::: Record set

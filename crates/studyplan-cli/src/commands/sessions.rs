//! Session ledger and reporting commands.

use clap::{Args, Subcommand};
use studyplan_core::{ApiClient, NewSession, SessionFilter, SessionLedger};

#[derive(Args, Debug, Default)]
pub struct FilterArgs {
    /// Only sessions for this subject
    #[arg(long)]
    pub subject: Option<i64>,
    /// Only sessions for this topic
    #[arg(long)]
    pub topic: Option<i64>,
    /// Earliest start time, inclusive (e.g. 2026-10-01 or a full timestamp)
    #[arg(long)]
    pub from: Option<String>,
    /// Latest start time, inclusive. A bare date means midnight at its start,
    /// so `--to 2026-10-31` excludes that day; pass `2026-11-01` or a full
    /// timestamp such as 2026-10-31T23:59:59.999Z to include it
    #[arg(long)]
    pub to: Option<String>,
}

impl From<FilterArgs> for SessionFilter {
    fn from(args: FilterArgs) -> Self {
        SessionFilter {
            subject_id: args.subject,
            topic_id: args.topic,
            from: args.from,
            to: args.to,
        }
    }
}

#[derive(Subcommand)]
pub enum SessionsAction {
    /// Open a session without running the timer
    Start {
        #[arg(long)]
        subject: Option<i64>,
        #[arg(long)]
        topic: Option<i64>,
        /// Activity tag (default: pomodoro)
        #[arg(long = "type")]
        kind: Option<String>,
    },
    /// Close a session
    Stop {
        /// Session ID
        id: i64,
    },
    /// List sessions, newest first
    List {
        #[command(flatten)]
        filter: FilterArgs,
    },
    /// Aggregate counts and minutes
    Stats {
        #[command(flatten)]
        filter: FilterArgs,
    },
}

pub async fn run(action: SessionsAction, api: &ApiClient) -> Result<(), Box<dyn std::error::Error>> {
    match action {
        SessionsAction::Start {
            subject,
            topic,
            kind,
        } => {
            let request = NewSession {
                subject_id: subject,
                topic_id: topic,
                kind,
            };
            let session = api.start_session(&request).await?;
            println!("Session started: {}", session.id);
            println!("{}", serde_json::to_string_pretty(&session)?);
        }
        SessionsAction::Stop { id } => {
            let session = api.stop_session(id).await?;
            println!(
                "Session stopped: {} ({} min)",
                session.id,
                session.duration_minutes.unwrap_or(0)
            );
            println!("{}", serde_json::to_string_pretty(&session)?);
        }
        SessionsAction::List { filter } => {
            let sessions = api.list_sessions(&filter.into()).await?;
            println!("{}", serde_json::to_string_pretty(&sessions)?);
        }
        SessionsAction::Stats { filter } => {
            let stats = api.session_stats(&filter.into()).await?;
            println!("{}", serde_json::to_string_pretty(&stats)?);
        }
    }
    Ok(())
}
//! Interactive Pomodoro timer.
//!
//! Reads single-letter commands from stdin (`p` pause, `r` resume, `i` info,
//! `s`/`q` stop) while a [`TimerController`] counts down and records the session
//! through the API. Ctrl-C stops the timer the same way `s` does.

use std::io::Write;
use std::sync::Arc;

use chrono::Local;
use clap::Subcommand;
use studyplan_core::timer::format_clock;
use studyplan_core::{
    ApiClient, Config, LedgerOp, TimerController, TimerDurations, TimerEvent, TimerMode,
    TimerState,
};
use tokio::io::{AsyncBufReadExt, BufReader};

#[derive(Subcommand)]
pub enum TimerAction {
    /// Run a focus timer until stopped
    Run {
        /// Subject to record the session under
        #[arg(long)]
        subject: Option<i64>,
        /// Topic to record the session under; its estimate seeds the focus length
        #[arg(long, requires = "subject")]
        topic: Option<i64>,
        /// Focus length in minutes
        #[arg(long)]
        focus: Option<u32>,
        /// Short break length in minutes
        #[arg(long)]
        short_break: Option<u32>,
        /// Long break length in minutes
        #[arg(long)]
        long_break: Option<u32>,
    },
}

#[derive(Debug, Clone, Copy, PartialEq, Eq)]
enum Key {
    Pause,
    Resume,
    Info,
    Stop,
}

fn parse_key(line: &str) -> Option<Key> {
    match line.trim().to_ascii_lowercase().as_str() {
        "p" | "pause" => Some(Key::Pause),
        "r" | "resume" => Some(Key::Resume),
        "i" | "info" => Some(Key::Info),
        "s" | "q" | "stop" | "quit" => Some(Key::Stop),
        _ => None,
    }
}

/// One-line message for an event, or `None` for events shown only on the status line.
fn describe(event: &TimerEvent) -> Option<String> {
    let line = match event {
        TimerEvent::FocusStarted { remaining_secs, .. } => {
            format!("Focus started ({})", format_clock(*remaining_secs))
        }
        TimerEvent::Paused { remaining_secs, .. } => {
            format!("Paused at {}", format_clock(*remaining_secs))
        }
        TimerEvent::Resumed { .. } => "Resumed".to_string(),
        TimerEvent::FocusCompleted {
            completed_cycles,
            next,
            remaining_secs,
            ..
        } => format!(
            "Focus #{completed_cycles} complete. {next} for {}",
            format_clock(*remaining_secs)
        ),
        TimerEvent::BreakCompleted { from, .. } => format!("{from} over. Back to focus"),
        TimerEvent::Stopped { .. } => "Timer stopped".to_string(),
        TimerEvent::SessionOpened { session } => format!("Session {} opened", session.id),
        TimerEvent::SessionClosed { session } => format!(
            "Session {} closed ({} min)",
            session.id,
            session.duration_minutes.unwrap_or(0)
        ),
        TimerEvent::SessionOrphaned { session_id } => {
            format!("Session {session_id} opened too late; closing it")
        }
        TimerEvent::LedgerError { op, message } => {
            let what = match op {
                LedgerOp::Start => "open",
                LedgerOp::Stop => "close",
            };
            format!("warning: could not {what} session: {message}")
        }
        TimerEvent::Tick { .. } | TimerEvent::DurationsChanged { .. } => return None,
    };
    Some(line)
}

fn info_line(state: &TimerState) -> String {
    let session = match state.session_id {
        Some(id) => format!("session {id}"),
        None => "no session".to_string(),
    };
    format!(
        "{} {} | {} focus done | {session}",
        state.mode.label(),
        state.clock(),
        state.completed_cycles
    )
}

fn status_line(mode: TimerMode, remaining_secs: i64) -> String {
    format!("\r{:<12}{}  ", mode.label(), format_clock(remaining_secs))
}

fn print_status(mode: TimerMode, remaining_secs: i64) {
    let mut stdout = std::io::stdout();
    let _ = write!(stdout, "{}", status_line(mode, remaining_secs));
    let _ = stdout.flush();
}

fn print_event(line: &str) {
    println!("\r[{}] {line}", Local::now().format("%H:%M"));
}

async fn durations_for(
    api: &ApiClient,
    config: &Config,
    subject: Option<i64>,
    topic: Option<i64>,
    focus: Option<u32>,
) -> Result<TimerDurations, Box<dyn std::error::Error>> {
    let mut durations = config.timer.durations();
    if let Some(minutes) = focus {
        return Ok(durations.with_focus_minutes(minutes));
    }
    if let (Some(subject_id), Some(topic_id)) = (subject, topic) {
        let topics = api.list_topics(subject_id).await?;
        let topic = topics
            .into_iter()
            .find(|t| t.id == topic_id)
            .ok_or_else(|| format!("topic {topic_id} not found under subject {subject_id}"))?;
        durations = durations.for_topic(topic.estimated_minutes);
    }
    Ok(durations)
}

pub async fn run(action: TimerAction, api: ApiClient, config: &Config) -> Result<(), Box<dyn std::error::Error>> {
    let TimerAction::Run {
        subject,
        topic,
        focus,
        short_break,
        long_break,
    } = action;

    let mut durations = durations_for(&api, config, subject, topic, focus).await?;
    if let Some(minutes) = short_break {
        durations.short_break_secs = i64::from(minutes) * 60;
    }
    if let Some(minutes) = long_break {
        durations.long_break_secs = i64::from(minutes) * 60;
    }

    let (controller, mut events) = TimerController::new(Arc::new(api), durations);
    controller.start_focus(subject, topic).await;
    eprintln!("p = pause, r = resume, i = info, s/q = stop, Ctrl-C = stop");

    let mut lines = BufReader::new(tokio::io::stdin()).lines();
    let mut stdin_open = true;

    loop {
        tokio::select! {
            Some(event) = events.recv() => {
                match &event {
                    TimerEvent::Tick { mode, remaining_secs } => print_status(*mode, *remaining_secs),
                    other => {
                        if let Some(line) = describe(other) {
                            print_event(&line);
                        }
                    }
                }
            }
            line = lines.next_line(), if stdin_open => {
                match line? {
                    Some(line) => match parse_key(&line) {
                        Some(Key::Pause) => {
                            if !controller.pause().await {
                                print_event("Nothing to pause");
                            }
                        }
                        Some(Key::Resume) => {
                            if !controller.resume().await {
                                print_event("Nothing to resume");
                            }
                        }
                        Some(Key::Info) => print_event(&info_line(&controller.state().await)),
                        Some(Key::Stop) => break,
                        None => print_event("Unknown command (p, r, i, s, q)"),
                    },
                    None => stdin_open = false,
                }
            }
            _ = tokio::signal::ctrl_c() => break,
        }
    }

    let closed = controller.stop().await;
    while let Ok(event) = events.try_recv() {
        if let Some(line) = describe(&event) {
            print_event(&line);
        }
    }
    match closed {
        Ok(Some(session)) => {
            println!("{}", serde_json::to_string_pretty(&session)?);
            Ok(())
        }
        Ok(None) => Ok(()),
        Err(e) => Err(e.into()),
    }
}
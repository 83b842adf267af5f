use chrono::{DateTime, Utc};
use serde::{Deserialize, Serialize};

use crate::ledger::StudySession;
use crate::timer::TimerMode;

/// Which ledger call an error came from.
#[derive(Debug, Clone, Copy, PartialEq, Eq, Serialize, Deserialize)]
#[serde(rename_all = "lowercase")]
pub enum LedgerOp {
    Start,
    Stop,
}

/// Every timer state change produces an event.
/// Front-ends render from these; the timer never prints.
#[derive(Debug, Clone, PartialEq, Serialize, Deserialize)]
#[serde(tag = "type")]
pub enum TimerEvent {
    FocusStarted {
        generation: u64,
        subject_id: Option<i64>,
        topic_id: Option<i64>,
        remaining_secs: i64,
        at: DateTime<Utc>,
    },
    Paused {
        remaining_secs: i64,
        at: DateTime<Utc>,
    },
    Resumed {
        remaining_secs: i64,
        at: DateTime<Utc>,
    },
    /// One second elapsed without a transition.
    Tick {
        mode: TimerMode,
        remaining_secs: i64,
    },
    /// A focus interval ran out and its break has begun.
    FocusCompleted {
        /// Session that was open for the interval, now being closed.
        session_id: Option<i64>,
        completed_cycles: u32,
        next: TimerMode,
        remaining_secs: i64,
        at: DateTime<Utc>,
    },
    /// A break ran out and the next focus interval has begun.
    BreakCompleted {
        from: TimerMode,
        generation: u64,
        remaining_secs: i64,
        at: DateTime<Utc>,
    },
    Stopped {
        session_id: Option<i64>,
        at: DateTime<Utc>,
    },
    /// Durations changed and `remaining` was re-synced.
    DurationsChanged {
        remaining_secs: i64,
        at: DateTime<Utc>,
    },
    /// The ledger confirmed a start and the session is attached.
    SessionOpened {
        session: StudySession,
    },
    SessionClosed {
        session: StudySession,
    },
    /// A start response arrived for an interval that already ended.
    SessionOrphaned {
        session_id: i64,
    },
    LedgerError {
        op: LedgerOp,
        message: String,
    },
}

::::::

*Task to complete*
Looking at the records above, say how many lines contain the string "Local". Give the number and no other words.

*Written solution*
2